Although local anesthetics suppress proliferation of several cancer cell types, their mechanism is unknown. Local anesthetics block voltage-gated sodium channels (VGSC), which are transmembrane proteins composed of one pore-forming α-unit and one or more auxiliary β-units. Cancer cells express an array of ion channels that their terminally differentiated counterparts do not [103]. VGSCs are highly expressed and active in breast, colon, and lung cancers, and local anesthetics that cause channel blockade may inhibit tumor growth. In fact, lidocaine, ropivacaine, and bupivacaine, which inhibit proliferation and differentiation, are cytotoxic to mesenchymal stem cells (MSCs) in vitro, and have key functions for tumor growth and metastatic formation in cancer cells [104].
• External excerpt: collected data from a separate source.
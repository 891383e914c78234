use crate::error::Result;
use crate::file::FileHandle;
use crate::flags::{ChildProcess, ObjectAccess, ShareMode};
use std::cell::Cell;

/// POSIX has no standalone "section" kernel object: a mapping is either a
/// file descriptor reference (file-backed) or nothing at all (anonymous),
/// with size tracked directly since there's no section to query for
/// anonymous regions.
pub struct Mapping {
    file: FileHandle,
    access: ObjectAccess,
    share: ShareMode,
    child: ChildProcess,
    size: Cell<u64>,
}

impl Mapping {
    pub const CREATE_MAPPING_CAN_SET_SOURCE_SIZE: bool = false;
    pub const SUPPORTS_ZERO_SIZED_MAPPINGS: bool = true;
    pub const VIEWS_DOWNSIZEABLE: bool = true;

    pub(crate) fn create(
        file: FileHandle,
        access: ObjectAccess,
        child: ChildProcess,
        share: ShareMode,
        size: u64,
    ) -> Result<Self> {
        // POSIX has no section object to size independently of the file: a
        // mapping's "size" for a file-backed mapping *is* the file's length.
        if file.is_valid() && file.get_size() != size {
            file.set_size(size)?;
        }
        Ok(Self {
            file,
            access,
            share,
            child,
            size: Cell::new(size),
        })
    }

    pub fn is_file_based(&self) -> bool {
        self.file.is_valid()
    }

    pub fn is_anonymous(&self) -> bool {
        !self.is_file_based()
    }

    pub fn access(&self) -> ObjectAccess {
        self.access
    }

    pub fn share(&self) -> ShareMode {
        self.share
    }

    pub fn child_process(&self) -> ChildProcess {
        self.child
    }

    pub fn underlying_file(&self) -> Option<&FileHandle> {
        self.is_file_based().then(|| &self.file)
    }

    /// `fstat`s the fd for file-backed mappings; returns the tracked size
    /// for anonymous ones (there's no kernel object to query). Never faults
    /// on a closed/invalid handle (returns 0, per spec.md §4.2).
    pub fn get_size(&self) -> u64 {
        if self.is_file_based() {
            self.file.get_size()
        } else {
            self.size.get()
        }
    }

    /// `ftruncate`s the fd for file-backed mappings; views stay live
    /// (spec.md §4.2). Anonymous mappings just update the tracked size —
    /// the actual backing is (re)allocated by `mapped_view::expand`/`shrink`.
    pub fn set_size(&mut self, new_size: u64) -> Result<()> {
        if self.is_file_based() {
            self.file.set_size(new_size)?;
        }
        self.size.set(new_size);
        Ok(())
    }

    pub(crate) fn raw_fd(&self) -> i32 {
        if self.is_file_based() {
            self.file.raw() as i32
        } else {
            -1
        }
    }
}

#[cfg(test)]
mod test {
    use super::*;
    use crate::file;
    use crate::flags::CreationDisposition;

    #[test]
    fn creating_a_file_backed_mapping_sizes_the_file() {
        let path = std::env::temp_dir().join(format!("vmtr-mapping-test-{}", std::process::id()));
        let handle =
            file::create_file(&path, CreationDisposition::CreateNewOrTruncateExisting).expect("file should be creatable");
        let mapping = Mapping::create(handle, ObjectAccess::ReadWrite, ChildProcess::DoesNotInherit, ShareMode::Shared, 8192)
            .expect("mapping::create should succeed");
        assert_eq!(mapping.get_size(), 8192);
        std::fs::remove_file(&path).ok();
    }

    #[test]
    fn anonymous_mapping_tracks_size_without_a_file() {
        let mapping = Mapping::create(
            FileHandle::invalid(),
            ObjectAccess::ReadWrite,
            ChildProcess::DoesNotInherit,
            ShareMode::Hidden,
            4096,
        )
        .expect("anonymous mapping::create should succeed");
        assert!(mapping.is_anonymous());
        assert_eq!(mapping.get_size(), 4096);
    }

    #[test]
    fn set_size_resizes_a_file_backed_mapping() {
        let path = std::env::temp_dir().join(format!("vmtr-mapping-resize-test-{}", std::process::id()));
        let handle =
            file::create_file(&path, CreationDisposition::CreateNewOrTruncateExisting).expect("file should be creatable");
        let mut mapping = Mapping::create(handle, ObjectAccess::ReadWrite, ChildProcess::DoesNotInherit, ShareMode::Shared, 4096)
            .expect("mapping::create should succeed");
        mapping.set_size(16384).expect("set_size should succeed");
        assert_eq!(mapping.get_size(), 16384);
        std::fs::remove_file(&path).ok();
    }
}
Locally administered lidocaine directly inhibits epidermal growth factor receptor (EGFR), which is a potential target for anticancer drugs. Clinical concentrations of lidocaine have been shown to inhibit serum-induced and EGF-induced proliferation in human tongue cancer cells in association with tyrosine kinase activity of EGFR [105]. One study that assessed the direct effect of local anesthetics showed that clinically useful concentrations of lidocaine and bupivacaine induce apoptosis in breast cancer cells in vitro and in vivo, suggesting a potential benefit of local anesthetics for breast cancer surgery [106]. Lidocaine and tetracaine, which both inhibit kinesin motor proteins, reduce formation and function of tubulin micro-tentacles; thus, these drugs may have a novel ability to decrease metastatic spread in breast cancer cells [107]. Lidocaine use at clinical concentrations results in DNA demethylation from ER-positive and ER-negative breast cancer cells in vitro [108]. Although infiltrative anesthetics have the same membrane-stabilizing activity as lidocaine, they effectively inhibit the invasive ability of human cancer cells at the 5 mM to 20 mM concentrations used in surgery [109]. Lidocaine additionally blocks human cancer cell invasion through modulation of intracellular Ca²⁺ concentrations and inhibition of ectodomain shedding of heparin-binding epidermal growth factor from cell surfaces [109]. Furthermore, lidocaine, ropivacaine, and bupivacaine all reduce MSC proliferation at 100 μM concentrations by causing cell cycle delay or arrest at the G_0/1-S phase; this feature is the reason why local anesthetics are used perioperatively for treatment of patients with cancer [96]. In contrast, ropivacaine and bupivacaine do cause apoptosis and cell cycle distribution at clinical concentrations for colon and pancreatic cancer cells in vitro; their only antitumor growth activity occurs at high concentrations [97]. Based on these findings, it is unlikely that the observed protective effects of RA on CMI result from direct effects on cancer cells. The overall effect of anesthetic agents on tumor development is summarized in Table 3.